During Smart Plastics 2026, Roberto Menichetti talked about a case study developed together with EWIKON and the customer Cebi Italy: a 16+16-cavity rotary table mold for a bi-material automotive component, with a production capacity of about 7 million parts per year. A project in which the collaboration between the customer, Meccanostampi and the technological partner allowed to address critical issues related to materials, geometries, injection, quality and production repeatability.

In such an application, it is not enough to build a high-performance mold. It is necessary to design a consistent production system: capable of keeping the component compliant, controlling critical features, and ensuring stability over time.

The value of a development partner

The development of a technical product is not a linear sequence of separate activities. It is a path in which each skill influences the others.

Design dialogues with mold making. Simulation guides industrial choices. Testing and dimensional surveys return useful data for fine-tuning. Automation and quality control contribute to process stability. Manufacturing provides concrete directions for improving efficiency, continuity and reliability.

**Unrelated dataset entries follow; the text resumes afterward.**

use std::path::{Path, PathBuf};

const SEARCH_DIRS: &[&str] = &[
    "/usr/lib64",
    "/usr/lib",
    "/lib64",
    "/lib",
    "/usr/lib/x86_64-linux-gnu",
    "/usr/lib/aarch64-linux-gnu",
    "/usr/local/lib",
];

fn has_lvm2app(dir: &Path) -> bool {
    let Ok(entries) = std::fs::read_dir(dir) else {
        return false;
    };
    entries
        .flatten()
        .any(|entry| entry.file_name().to_string_lossy().starts_with("liblvm2app.so"))
}

fn main() {
    println!("cargo:rerun-if-env-changed=LVM2APP_LIB_DIR");

    if let Some(dir) = std::env::var_os("LVM2APP_LIB_DIR") {
        let dir = PathBuf::from(dir);
        println!("cargo:rustc-link-search=native={}", dir.display());
        println!("cargo:rustc-link-lib=dylib=lvm2app");
        return;
    }

    if SEARCH_DIRS.iter().map(Path::new).any(has_lvm2app) {
        println!("cargo:rustc-link-lib=dylib=lvm2app");
    } else {
        // Declarations stay usable for type checking; any binary that calls
        // into them fails at link time instead.
        println!("cargo:warning=liblvm2app not found; set LVM2APP_LIB_DIR to link against it");
    }
}
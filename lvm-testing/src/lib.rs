//! Simulated LVM host for tests
//!
//! `SimLab` holds block devices, volume groups and logical volumes in
//! memory. `SimBackend` implements `liblvm::Backend` on top of it, so the
//! binding's handles run unchanged against the simulation.

pub mod backend;
pub mod errors;
pub mod lab;

pub use backend::{SimBackend, SimLvHandle, SimPvHandle, SimVgHandle};
pub use errors::LabError;
pub use lab::{DEFAULT_EXTENT_SIZE, GIB, KIB, MIB, SIM_VERSION, SimLab, lvm_uuid};
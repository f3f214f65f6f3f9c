// SPDX-License-Identifier: GPL-3.0-only

//! Shared liveness state behind the public handles
//!
//! A `Session` owns the backend for as long as the library handle is open.
//! Every volume group opened through it is registered here so that closing
//! the library can close them first. Each volume group carries a `VgState`
//! that its logical and physical volume handles hold on to; flipping
//! `VgState::open` invalidates all of them at once.

use std::cell::{Cell, RefCell};
use std::collections::HashSet;
use std::rc::Rc;

use lvm_types::OpenMode;

use crate::backend::Backend;
use crate::error::{LvmError, NativeResult, Operation, Result, classify};

pub(crate) struct VgState {
    pub(crate) name: String,
    pub(crate) mode: OpenMode,
    open: Cell<bool>,
    removed_lvs: RefCell<HashSet<String>>,
}

impl VgState {
    pub(crate) fn new(name: &str, mode: OpenMode) -> Rc<Self> {
        Rc::new(Self {
            name: name.to_string(),
            mode,
            open: Cell::new(true),
            removed_lvs: RefCell::new(HashSet::new()),
        })
    }

    pub(crate) fn is_open(&self) -> bool {
        self.open.get()
    }

    pub(crate) fn mark_removed(&self, lv_uuid: &str) {
        self.removed_lvs.borrow_mut().insert(lv_uuid.to_string());
    }

    pub(crate) fn is_removed(&self, lv_uuid: &str) -> bool {
        self.removed_lvs.borrow().contains(lv_uuid)
    }
}

struct OpenVg<B: Backend> {
    handle: B::Vg,
    state: Rc<VgState>,
}

pub(crate) struct Session<B: Backend> {
    backend: RefCell<Option<B>>,
    open_vgs: RefCell<Vec<OpenVg<B>>>,
}

impl<B: Backend> Session<B> {
    pub(crate) fn new(backend: B) -> Rc<Self> {
        Rc::new(Self {
            backend: RefCell::new(Some(backend)),
            open_vgs: RefCell::new(Vec::new()),
        })
    }

    pub(crate) fn is_open(&self) -> bool {
        self.backend.borrow().is_some()
    }

    /// Run a fallible backend call, classifying its failure.
    pub(crate) fn call<T>(
        &self,
        operation: Operation,
        target: &str,
        f: impl FnOnce(&B) -> NativeResult<T>,
    ) -> Result<T> {
        let guard = self.backend.borrow();
        let Some(backend) = guard.as_ref() else {
            return Err(LvmError::closed(operation, target, "library handle"));
        };
        f(backend).map_err(|native| {
            let err = classify(operation, target, native);
            tracing::warn!(kind = ?err.kind(), "{err}");
            err
        })
    }

    /// Run an infallible backend accessor.
    pub(crate) fn query<T>(
        &self,
        operation: Operation,
        target: &str,
        f: impl FnOnce(&B) -> T,
    ) -> Result<T> {
        let guard = self.backend.borrow();
        match guard.as_ref() {
            Some(backend) => Ok(f(backend)),
            None => Err(LvmError::closed(operation, target, "library handle")),
        }
    }

    pub(crate) fn register(&self, handle: B::Vg, state: Rc<VgState>) {
        self.open_vgs.borrow_mut().push(OpenVg { handle, state });
    }

    /// Close one volume group natively and invalidate its children.
    pub(crate) fn release_vg(&self, state: &Rc<VgState>, handle: B::Vg) -> Result<()> {
        if !state.is_open() {
            return Ok(());
        }
        state.open.set(false);
        self.open_vgs
            .borrow_mut()
            .retain(|open| !Rc::ptr_eq(&open.state, state));

        if !self.is_open() {
            return Ok(());
        }
        tracing::debug!(vg = %state.name, "closing volume group");
        self.call(Operation::VgClose, &state.name, |backend| backend.vg_close(handle))
    }

    /// Close every registered volume group, then drop the backend.
    ///
    /// All resources are released even if some closes fail; the first
    /// failure is reported.
    pub(crate) fn shutdown(&self) -> Result<()> {
        if !self.is_open() {
            return Ok(());
        }

        let open_vgs: Vec<OpenVg<B>> = self.open_vgs.borrow_mut().drain(..).collect();
        let mut first_error = None;
        for open in open_vgs {
            if !open.state.is_open() {
                continue;
            }
            tracing::debug!(
                vg = %open.state.name,
                "closing volume group left open at library close"
            );
            open.state.open.set(false);
            let handle = open.handle;
            if let Err(err) = self.call(Operation::VgClose, &open.state.name, |backend| {
                backend.vg_close(handle)
            }) {
                first_error.get_or_insert(err);
            }
        }

        drop(self.backend.borrow_mut().take());
        tracing::info!("LVM library handle closed");

        match first_error {
            Some(err) => Err(err),
            None => Ok(()),
        }
    }
}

This integration also requires solid planning: in complex projects, time, resources and priorities must be governed methodically, to transform complexity into a controllable industrial process. This is the same principle that guides the evolution of production scheduling systems adopted by Meccanostampi, recounted in the article on how APS makes stamping timely and predictable.

That is why, in complex projects, the value of an industrial partner is measured not only in executive capacity, but in the ability to accompany the client throughout the entire product development.

It means entering the project before decisions are final. It means reading technical constraints and turning them into productive solutions. It means reducing risk, containing rework, improving development time and building a more robust process.

At Meccanostampi, product development stems from this integration.

Because a technical component is never just a shape to be printed. It is the result of a balance between function, material, process and control. A balance that must be designed from the beginning, when the product is still evolving and the process can grow with it.